Ahmed Ibrahim Hamed

Personal information
- Born: 12 January 1954 (age 72)

Chess career
- Country: Egypt
- Title: International Master (1987)
- Peak rating: 2349 (January 1999)

= Ahmed Ibrahim Hamed =

Egyptian chess player (born 1954)

Ahmed Ibrahim Hamed (born 12 January 1954) is an Egyptian chess International Master (1987).

==Chess career==
From the early 1980s to the end of 1990s, Hamed was one of Egypt's leading chess players. In 1987 in Subotica he participated in the World Chess Championship Interzonal Tournament where ranked in 16th place.

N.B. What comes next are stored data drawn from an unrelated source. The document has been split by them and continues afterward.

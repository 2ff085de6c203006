use std::collections::BTreeSet;
use std::path::{Path, PathBuf};

use chrono::NaiveDate;
use geo::Contains as _;
use streetlights_generate::export::{self, Manifest, Table};
use streetlights_generate::progress::NullProgress;
use streetlights_generate::{GenerateError, GeneratorConfig, Stage, load, pipeline};

fn temp_dir(name: &str) -> PathBuf {
    let dir = std::env::temp_dir().join(format!(
        "streetlights_pipeline_{name}_{}",
        std::process::id()
    ));
    let _ = std::fs::remove_dir_all(&dir);
    dir
}

fn small_config(seed: u64) -> GeneratorConfig {
    let mut config = GeneratorConfig::profile("full").unwrap();
    config.seed = Some(seed);
    config.reference_time = NaiveDate::from_ymd_opt(2025, 6, 15)
        .unwrap()
        .and_hms_opt(0, 0, 0);
    config.counts.neighborhoods = 5;
    config.counts.street_lights = 50;
    config.counts.suppliers = 4;
    config.counts.maintenance_requests = 100;
    config
}

fn read_all(dir: &Path, prefix: &str) -> Vec<(Table, Vec<u8>)> {
    Table::all()
        .iter()
        .map(|t| (*t, std::fs::read(t.path(dir, prefix)).unwrap()))
        .collect()
}

#[test]
fn small_dataset_is_consistent() {
    let dir = temp_dir("consistent");
    let summary = pipeline::run_all(small_config(42), &dir, &NullProgress).unwrap();
    assert_eq!(summary.neighborhoods, 5);
    assert_eq!(summary.street_lights, 50);
    assert_eq!(summary.weather_rows, 150);

    let nbhds = load::neighborhoods(&dir, "").unwrap();
    let lights = load::street_lights(&dir, "").unwrap();

    let names: BTreeSet<&str> = nbhds.iter().map(|n| n.name.as_str()).collect();
    assert_eq!(names.len(), 5);

    let today = NaiveDate::from_ymd_opt(2025, 6, 15).unwrap();
    for light in &lights {
        let nbhd = nbhds
            .iter()
            .find(|n| n.id == light.neighborhood_id)
            .unwrap();
        assert!(
            nbhd.boundary.contains(&light.location),
            "{} not inside {} after reading back",
            light.id,
            nbhd.id
        );
        assert!(light.installation_date <= today);
    }

    std::fs::remove_dir_all(&dir).unwrap();
}

#[test]
fn same_seed_gives_identical_bytes() {
    let first = temp_dir("seed_a");
    let second = temp_dir("seed_b");
    pipeline::run_all(small_config(42), &first, &NullProgress).unwrap();
    pipeline::run_all(small_config(42), &second, &NullProgress).unwrap();

    assert_eq!(read_all(&first, ""), read_all(&second, ""));
    assert_eq!(
        std::fs::read(first.join("manifest.json")).unwrap(),
        std::fs::read(second.join("manifest.json")).unwrap()
    );

    std::fs::remove_dir_all(&first).unwrap();
    std::fs::remove_dir_all(&second).unwrap();
}

#[test]
fn different_seeds_give_different_output() {
    let first = temp_dir("diff_a");
    let second = temp_dir("diff_b");
    pipeline::run_all(small_config(1), &first, &NullProgress).unwrap();
    pipeline::run_all(small_config(2), &second, &NullProgress).unwrap();

    let lights = |dir: &Path| std::fs::read(Table::StreetLights.path(dir, "")).unwrap();
    assert_ne!(lights(&first), lights(&second));

    std::fs::remove_dir_all(&first).unwrap();
    std::fs::remove_dir_all(&second).unwrap();
}

#[test]
fn unseeded_runs_differ() {
    let first = temp_dir("unseeded_a");
    let second = temp_dir("unseeded_b");
    let unseeded = || {
        let mut config = small_config(0);
        config.seed = None;
        config
    };
    pipeline::run_all(unseeded(), &first, &NullProgress).unwrap();
    pipeline::run_all(unseeded(), &second, &NullProgress).unwrap();

    let lights = |dir: &Path| std::fs::read(Table::StreetLights.path(dir, "")).unwrap();
    assert_ne!(lights(&first), lights(&second));

    std::fs::remove_dir_all(&first).unwrap();
    std::fs::remove_dir_all(&second).unwrap();
}

#[test]
fn single_stage_rerun_drops_the_full_run_manifest() {
    let dir = temp_dir("rerun");
    pipeline::run_all(small_config(1), &dir, &NullProgress).unwrap();
    let manifest = export::manifest_path(&dir, "");
    assert!(manifest.exists());

    pipeline::run_neighborhoods(small_config(2), &dir).unwrap();
    assert!(!manifest.exists());
    assert!(Table::StreetLights.path(&dir, "").exists());

    pipeline::run_all(small_config(3), &dir, &NullProgress).unwrap();
    assert!(manifest.exists());

    std::fs::remove_dir_all(&dir).unwrap();
}

#[test]
fn sample_profile_writes_prefixed_files_and_manifest() {
    let dir = temp_dir("sample");
    let mut config = GeneratorConfig::profile("sample").unwrap();
    config.seed = Some(7);
    pipeline::run_all(config, &dir, &NullProgress).unwrap();

    for table in Table::all() {
        assert!(
            table.path(&dir, "sample_").exists(),
            "missing {}",
            table.file_name("sample_")
        );
    }

    let manifest: Manifest =
        serde_json::from_str(&std::fs::read_to_string(dir.join("sample_manifest.json")).unwrap())
            .unwrap();
    assert_eq!(manifest.profile, "sample");
    assert_eq!(manifest.seed, Some(7));
    assert_eq!(manifest.files.len(), Table::all().len());
    let lights = manifest
        .files
        .iter()
        .find(|f| f.table == "street_lights")
        .unwrap();
    assert_eq!(lights.rows, 10);

    let staged: Vec<_> = std::fs::read_dir(&dir)
        .unwrap()
        .filter_map(Result::ok)
        .filter(|e| e.file_name().to_string_lossy().ends_with(".tmp"))
        .collect();
    assert!(staged.is_empty());

    std::fs::remove_dir_all(&dir).unwrap();
}

#[test]
fn single_stages_chain_through_files() {
    let dir = temp_dir("stages");
    let config = small_config(5);

    let err = pipeline::run_street_lights(config.clone(), &dir).unwrap_err();
    assert!(matches!(err, GenerateError::MissingInput { .. }), "{err}");

    pipeline::run_neighborhoods(config.clone(), &dir).unwrap();
    pipeline::run_street_lights(config.clone(), &dir).unwrap();
    pipeline::run_suppliers(config.clone(), &dir).unwrap();
    pipeline::run_maintenance(config.clone(), &dir).unwrap();
    let summary = pipeline::run_enrichment(config, &dir).unwrap();
    assert_eq!(summary.power_grid_rows, 50);
    assert_eq!(summary.demographics_rows, 5);

    let report = pipeline::run_report(&dir, "").unwrap();
    assert_eq!(report.total_lights, 50);
    assert_eq!(
        report.within_near + report.within_far + report.beyond_far,
        50
    );
    let per_neighborhood: usize = report.neighborhoods.iter().map(|n| n.light_count).sum();
    assert_eq!(per_neighborhood, 50);
    assert!(report.neighborhoods.iter().all(|n| n.light_count == n.lights_inside));

    std::fs::remove_dir_all(&dir).unwrap();
}

#[test]
fn invalid_config_writes_nothing() {
    let dir = temp_dir("invalid");
    let mut config = small_config(3);
    config.counts.suppliers = 0;

    let err = pipeline::run_all(config, &dir, &NullProgress).unwrap_err();
    match err {
        GenerateError::StageFailed { stage, source } => {
            assert_eq!(stage, Stage::Configuration);
            assert!(matches!(*source, GenerateError::Config(_)));
        }
        other => panic!("unexpected error: {other}"),
    }
    assert!(!dir.exists());
}
//! In-memory R-tree indexes for neighborhood attribution and nearest
//! supplier lookup.

use geo::{BoundingRect as _, Contains as _, Point, Polygon};
use rstar::primitives::GeomWithData;
use rstar::{AABB, RTree, RTreeObject};

/// A neighborhood polygon stored in the R-tree with its identifier.
struct NeighborhoodEntry {
    id: String,
    envelope: AABB<[f64; 2]>,
    polygon: Polygon<f64>,
}

impl RTreeObject for NeighborhoodEntry {
    type Envelope = AABB<[f64; 2]>;

    fn envelope(&self) -> Self::Envelope {
        self.envelope
    }
}

/// Point-in-polygon lookup over a set of neighborhood boundaries.
pub struct NeighborhoodIndex {
    tree: RTree<NeighborhoodEntry>,
}

impl NeighborhoodIndex {
    /// Bulk-loads the index from `(id, boundary)` pairs.
    pub fn build<'a, I>(neighborhoods: I) -> Self
    where
        I: IntoIterator<Item = (&'a str, &'a Polygon<f64>)>,
    {
        let entries: Vec<NeighborhoodEntry> = neighborhoods
            .into_iter()
            .filter_map(|(id, polygon)| {
                let rect = polygon.bounding_rect()?;
                Some(NeighborhoodEntry {
                    id: id.to_string(),
                    envelope: AABB::from_corners(
                        [rect.min().x, rect.min().y],
                        [rect.max().x, rect.max().y],
                    ),
                    polygon: polygon.clone(),
                })
            })
            .collect();

        let tree = RTree::bulk_load(entries);
        log::debug!("Indexed {} neighborhood boundaries", tree.size());
        Self { tree }
    }

    /// Returns the id of a neighborhood containing `point`.
    ///
    /// Generated neighborhoods occupy disjoint grid cells, so the first
    /// match is the only match.
    #[must_use]
    pub fn lookup(&self, point: Point<f64>) -> Option<&str> {
        let query = AABB::from_point([point.x(), point.y()]);
        self.tree
            .locate_in_envelope_intersecting(&query)
            .find(|entry| entry.polygon.contains(&point))
            .map(|entry| entry.id.as_str())
    }

    /// Number of indexed boundaries.
    #[must_use]
    pub fn len(&self) -> usize {
        self.tree.size()
    }

    /// Whether the index holds no boundaries.
    #[must_use]
    pub fn is_empty(&self) -> bool {
        self.tree.size() == 0
    }
}

/// Nearest-neighbour lookup over supplier depots.
///
/// Distances inside the tree are planar in degrees, which ranks candidates
/// correctly at city scale; callers convert the winner's distance to
/// kilometres with [`crate::haversine_km`].
pub struct SupplierIndex {
    tree: RTree<GeomWithData<[f64; 2], usize>>,
}

impl SupplierIndex {
    /// Bulk-loads depot locations; the payload is each point's position in
    /// the input slice.
    #[must_use]
    pub fn build(locations: &[Point<f64>]) -> Self {
        let entries = locations
            .iter()
            .enumerate()
            .map(|(i, p)| GeomWithData::new([p.x(), p.y()], i))
            .collect();
        Self {
            tree: RTree::bulk_load(entries),
        }
    }

    /// Index of the depot nearest to `point`, or `None` if empty.
    #[must_use]
    pub fn nearest(&self, point: Point<f64>) -> Option<usize> {
        self.tree
            .nearest_neighbor(&[point.x(), point.y()])
            .map(|entry| entry.data)
    }
}
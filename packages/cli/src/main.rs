#![cfg_attr(feature = "fail-on-warnings", deny(warnings))]
#![warn(clippy::all, clippy::pedantic, clippy::nursery, clippy::cargo)]
#![allow(clippy::multiple_crate_versions, clippy::cargo_common_metadata)]

//! CLI entry point for the street lights dataset generator.
//!
//! Each subcommand runs one pipeline stage (reading upstream tables from
//! the output directory) or the whole pipeline. Without a subcommand an
//! interactive menu is shown.

mod interactive;

use std::path::PathBuf;

use chrono::{NaiveDate, NaiveDateTime};
use clap::{Args, Parser, Subcommand};
use streetlights_cli_utils::{IndicatifProgress, MultiProgress};
use streetlights_generate::config::profile_names;
use streetlights_generate::{GeneratorConfig, default_output_dir, pipeline};

#[derive(Parser)]
#[command(name = "streetlights", about = "Synthetic street lights dataset generator")]
struct Cli {
    #[command(flatten)]
    run: RunArgs,

    #[command(subcommand)]
    command: Option<Commands>,
}

/// Options shared by every subcommand.
#[derive(Args, Clone, Default)]
pub struct RunArgs {
    /// RNG seed; omit for a non-reproducible run
    #[arg(long, global = true)]
    pub seed: Option<u64>,
    /// Directory the CSV files are written to and read from
    #[arg(long, global = true)]
    pub output_dir: Option<PathBuf>,
    /// Path to a TOML profile (overrides --profile)
    #[arg(long, global = true)]
    pub config: Option<PathBuf>,
    /// Embedded profile name (`full` or `sample`)
    #[arg(long, global = true)]
    pub profile: Option<String>,
    /// The run's "now", as `YYYY-MM-DD` or `YYYY-MM-DD HH:MM:SS`
    #[arg(long, global = true)]
    pub reference_time: Option<String>,
}

#[derive(Subcommand, Clone, Copy)]
pub enum Commands {
    /// Generate neighborhoods
    Neighborhoods,
    /// Generate street lights inside existing neighborhoods
    Lights,
    /// Generate maintenance suppliers
    Suppliers,
    /// Generate maintenance history for existing street lights
    Maintenance,
    /// Generate weather, demographics, and power grid enrichment
    Enrichment,
    /// Generate the complete dataset
    All,
    /// Generate the complete dataset with the `sample` profile
    Sample,
    /// Print supplier coverage for an existing dataset
    Report,
    /// List the embedded profiles
    Profiles,
}

/// Builds the run configuration from the profile and CLI overrides.
///
/// # Errors
///
/// Returns an error if the profile cannot be loaded or the reference time
/// does not parse.
pub fn resolve_config(
    args: &RunArgs,
    default_profile: &str,
) -> Result<GeneratorConfig, Box<dyn std::error::Error>> {
    let mut config = match &args.config {
        Some(path) => GeneratorConfig::from_file(path)?,
        None => GeneratorConfig::profile(args.profile.as_deref().unwrap_or(default_profile))?,
    };

    if let Some(seed) = args.seed {
        config.seed = Some(seed);
    }
    if let Some(text) = &args.reference_time {
        config.reference_time = Some(parse_reference_time(text)?);
    }
    Ok(config)
}

fn parse_reference_time(text: &str) -> Result<NaiveDateTime, Box<dyn std::error::Error>> {
    let text = text.trim();
    if let Ok(ts) = NaiveDateTime::parse_from_str(text, streetlights_generate::TIMESTAMP_FORMAT) {
        return Ok(ts);
    }
    let date = NaiveDate::parse_from_str(text, streetlights_generate::DATE_FORMAT)
        .map_err(|e| format!("Invalid reference time '{text}': {e}"))?;
    Ok(date.and_time(chrono::NaiveTime::MIN))
}

/// Runs one command.
///
/// # Errors
///
/// Returns the first error from configuration, generation, or export.
pub fn execute(
    command: Commands,
    args: &RunArgs,
    multi: &MultiProgress,
) -> Result<(), Box<dyn std::error::Error>> {
    let dir = args.output_dir.clone().unwrap_or_else(default_output_dir);

    match command {
        Commands::All | Commands::Sample => {
            let mut args = args.clone();
            if matches!(command, Commands::Sample) {
                args.profile = Some("sample".to_string());
            }
            let config = resolve_config(&args, "full")?;
            let progress = IndicatifProgress::stages_bar(multi, "Generating dataset");
            pipeline::run_all(config, &dir, progress.as_ref())?;
        }
        Commands::Neighborhoods => {
            pipeline::run_neighborhoods(resolve_config(args, "full")?, &dir)?;
        }
        Commands::Lights => {
            pipeline::run_street_lights(resolve_config(args, "full")?, &dir)?;
        }
        Commands::Suppliers => {
            pipeline::run_suppliers(resolve_config(args, "full")?, &dir)?;
        }
        Commands::Maintenance => {
            pipeline::run_maintenance(resolve_config(args, "full")?, &dir)?;
        }
        Commands::Enrichment => {
            pipeline::run_enrichment(resolve_config(args, "full")?, &dir)?;
        }
        Commands::Report => {
            let config = resolve_config(args, "full")?;
            let report = pipeline::run_report(&dir, &config.file_prefix)?;
            report.print();
        }
        Commands::Profiles => {
            println!(
                "{:<10} {:>13} {:>8} {:>9} {:>9} PREFIX",
                "NAME", "NEIGHBORHOODS", "LIGHTS", "SUPPLIERS", "REQUESTS"
            );
            println!("{}", "-".repeat(64));
            for name in profile_names() {
                let p = GeneratorConfig::profile(name)?;
                println!(
                    "{:<10} {:>13} {:>8} {:>9} {:>9} {}",
                    p.name,
                    p.counts.neighborhoods,
                    p.counts.street_lights,
                    p.counts.suppliers,
                    p.counts.maintenance_requests,
                    if p.file_prefix.is_empty() { "-" } else { p.file_prefix.as_str() },
                );
            }
        }
    }

    Ok(())
}

fn main() -> Result<(), Box<dyn std::error::Error>> {
    let multi = streetlights_cli_utils::init_logger();
    let cli = Cli::parse();

    let Some(command) = cli.command else {
        return interactive::run(&cli.run, &multi);
    };

    execute(command, &cli.run, &multi)
}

Hamed played for Egypt in the Chess Olympiads:
- In 1980, at second reserve board in the 24th Chess Olympiad in La Valletta (+1, =0, -3),
- In 1984, at first reserve board in the 26th Chess Olympiad in Thessaloniki (+5, =3, -3),
- In 1990, at first reserve board in the 29th Chess Olympiad in Novi Sad (+3, =1, -4),
- In 1998, at second reserve board in the 33rd Chess Olympiad in Elista (+3, =2, -2).

Hamed was awarded the International Master (IM) title in 1987.